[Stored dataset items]

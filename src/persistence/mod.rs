//! Score file storage
//!
//! The ranking lives in a small CSV table:
//! - Header row `Name,Score`
//! - One row per entry, best first, no index column
//! - Rewritten whole (never appended) after every update

use std::path::PathBuf;

use crate::error::{Error, Result};
use crate::highscores::{RankingEntry, RankingTable};

/// Header row of the score file
pub const HEADER: &str = "Name,Score";

/// Where the ranking table is kept between sessions
pub trait ScoreStore {
    fn load(&mut self, capacity: usize) -> Result<RankingTable>;
    fn save(&mut self, table: &RankingTable) -> Result<()>;
}

/// CSV file on disk
#[derive(Debug, Clone)]
pub struct CsvScoreFile {
    path: PathBuf,
}

impl CsvScoreFile {
    pub fn new(path: impl Into<PathBuf>) -> Self {
        Self { path: path.into() }
    }
}

impl ScoreStore for CsvScoreFile {
    fn load(&mut self, capacity: usize) -> Result<RankingTable> {
        let text = std::fs::read_to_string(&self.path).map_err(|e| Error::io(&self.path, e))?;
        let table = RankingTable::from_entries(parse_scores(&text)?, capacity);
        log::info!("Loaded {} high scores", table.len());
        Ok(table)
    }

    fn save(&mut self, table: &RankingTable) -> Result<()> {
        std::fs::write(&self.path, format_scores(table)).map_err(|e| Error::io(&self.path, e))?;
        log::info!("High scores saved ({} entries)", table.len());
        Ok(())
    }
}

/// In-memory store, for tests and sessions without a disk
#[derive(Debug, Clone, Default)]
pub struct MemoryScoreStore {
    pub contents: String,
    pub saves: usize,
}

impl MemoryScoreStore {
    pub fn new(contents: impl Into<String>) -> Self {
        Self {
            contents: contents.into(),
            saves: 0,
        }
    }
}

impl ScoreStore for MemoryScoreStore {
    fn load(&mut self, capacity: usize) -> Result<RankingTable> {
        Ok(RankingTable::from_entries(
            parse_scores(&self.contents)?,
            capacity,
        ))
    }

    fn save(&mut self, table: &RankingTable) -> Result<()> {
        self.contents = format_scores(table);
        self.saves += 1;
        Ok(())
    }
}

/// Parse a `Name,Score` table
pub fn parse_scores(text: &str) -> Result<Vec<RankingEntry>> {
    let mut lines = text.lines().enumerate();

    match lines.next() {
        Some((_, header)) if header.trim() == HEADER => {}
        Some((_, header)) => {
            return Err(Error::malformed(1, format!("expected header {HEADER:?}, got {header:?}")));
        }
        None => return Err(Error::malformed(1, "missing header")),
    }

    let mut entries = Vec::new();
    for (index, line) in lines {
        let line_no = index + 1;
        if line.trim().is_empty() {
            continue;
        }
        let fields = split_row(line).map_err(|reason| Error::malformed(line_no, reason))?;
        let [name, score] = <[String; 2]>::try_from(fields).map_err(|fields| {
            Error::malformed(line_no, format!("expected 2 fields, got {}", fields.len()))
        })?;
        let score = score
            .trim()
            .parse::<i64>()
            .map_err(|e| Error::malformed(line_no, format!("bad score {score:?}: {e}")))?;
        entries.push(RankingEntry { name, score });
    }
    Ok(entries)
}

/// Render a table as `Name,Score` CSV
pub fn format_scores(table: &RankingTable) -> String {
    let mut out = String::from(HEADER);
    out.push('\n');
    for entry in table.entries() {
        out.push_str(&quote_field(&entry.name));
        out.push(',');
        out.push_str(&entry.score.to_string());
        out.push('\n');
    }
    out
}

fn quote_field(field: &str) -> String {
    if field.contains([',', '"', '\n', '\r']) {
        format!("\"{}\"", field.replace('"', "\"\""))
    } else {
        field.to_string()
    }
}

/// Split one CSV row, honouring double-quoted fields
fn split_row(line: &str) -> std::result::Result<Vec<String>, String> {
    let mut fields = Vec::new();
    let mut field = String::new();
    let mut chars = line.chars().peekable();
    let mut quoted = false;

    while let Some(c) = chars.next() {
        match (quoted, c) {
            (true, '"') if chars.peek() == Some(&'"') => {
                field.push('"');
                chars.next();
            }
            (true, '"') => quoted = false,
            (true, c) => field.push(c),
            (false, '"') if field.is_empty() => quoted = true,
            (false, ',') => fields.push(std::mem::take(&mut field)),
            (false, c) => field.push(c),
        }
    }
    if quoted {
        return Err("unterminated quote".to_string());
    }
    fields.push(field);
    Ok(fields)
}

#[cfg(test)]
mod tests {
    use super::*;

    #[test]
    fn test_parse_plain_table() {
        let text = "Name,Score\nMarta,90\nOla,70\n";
        let entries = parse_scores(text).expect("valid table");
        assert_eq!(
            entries,
            vec![RankingEntry::new("Marta", 90), RankingEntry::new("Ola", 70)]
        );
    }

    #[test]
    fn test_header_only_is_empty() {
        assert!(parse_scores("Name,Score\n").expect("header only").is_empty());
    }

    #[test]
    fn test_rejects_missing_header() {
        let err = parse_scores("Marta,90\n").unwrap_err();
        assert!(matches!(err, Error::MalformedScores { line: 1, .. }));
        assert!(parse_scores("").is_err());
    }

    #[test]
    fn test_rejects_bad_score() {
        let err = parse_scores("Name,Score\nMarta,ninety\n").unwrap_err();
        assert!(matches!(err, Error::MalformedScores { line: 2, .. }));
    }

    #[test]
    fn test_rejects_extra_columns() {
        let err = parse_scores("Name,Score\n0,Marta,90\n").unwrap_err();
        assert!(matches!(err, Error::MalformedScores { line: 2, .. }));
    }

    #[test]
    fn test_quoted_names_survive() {
        let mut table = RankingTable::new(5);
        table.add_score("Smith, \"Jr\"", 12);
        let text = format_scores(&table);
        assert_eq!(text, "Name,Score\n\"Smith, \"\"Jr\"\"\",12\n");
        assert_eq!(parse_scores(&text).expect("quoted"), table.entries());
    }

    #[test]
    fn test_memory_store_rewrites_whole_table() {
        let mut store = MemoryScoreStore::new("Name,Score\nA,3\n");
        let mut table = store.load(5).expect("load");
        table.add_score("B", 9);
        store.save(&table).expect("save");
        assert_eq!(store.contents, "Name,Score\nB,9\nA,3\n");
        assert_eq!(store.saves, 1);
    }

    #[test]
    fn test_csv_file_round_trip_on_disk() {
        let path = std::env::temp_dir().join(format!("piglet-scores-{}.csv", std::process::id()));
        let mut store = CsvScoreFile::new(&path);
        let mut table = RankingTable::new(5);
        table.add_score("Ab", 17);
        store.save(&table).expect("save");
        let loaded = store.load(5).expect("load");
        assert_eq!(loaded, table);
        let _ = std::fs::remove_file(&path);
    }

    #[test]
    fn test_missing_file_is_an_error() {
        let mut store = CsvScoreFile::new("/nonexistent/dir/scores.csv");
        assert!(matches!(store.load(5), Err(Error::Io { .. })));
    }
}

DIRECTIONS FOR THIS TASK: When you reach the line that contains "use std::path::PathBuf;", stop; output it and every line before it from the start of the data, exactly as written.

EXERCISE SOLUTION:
filename src/persistence/mod.rs
//! Score file storage
//!
//! The ranking lives in a small CSV table:
//! - Header row `Name,Score`
//! - One row per entry, best first, no index column
//! - Rewritten whole (never appended) after every update

use std::path::PathBuf;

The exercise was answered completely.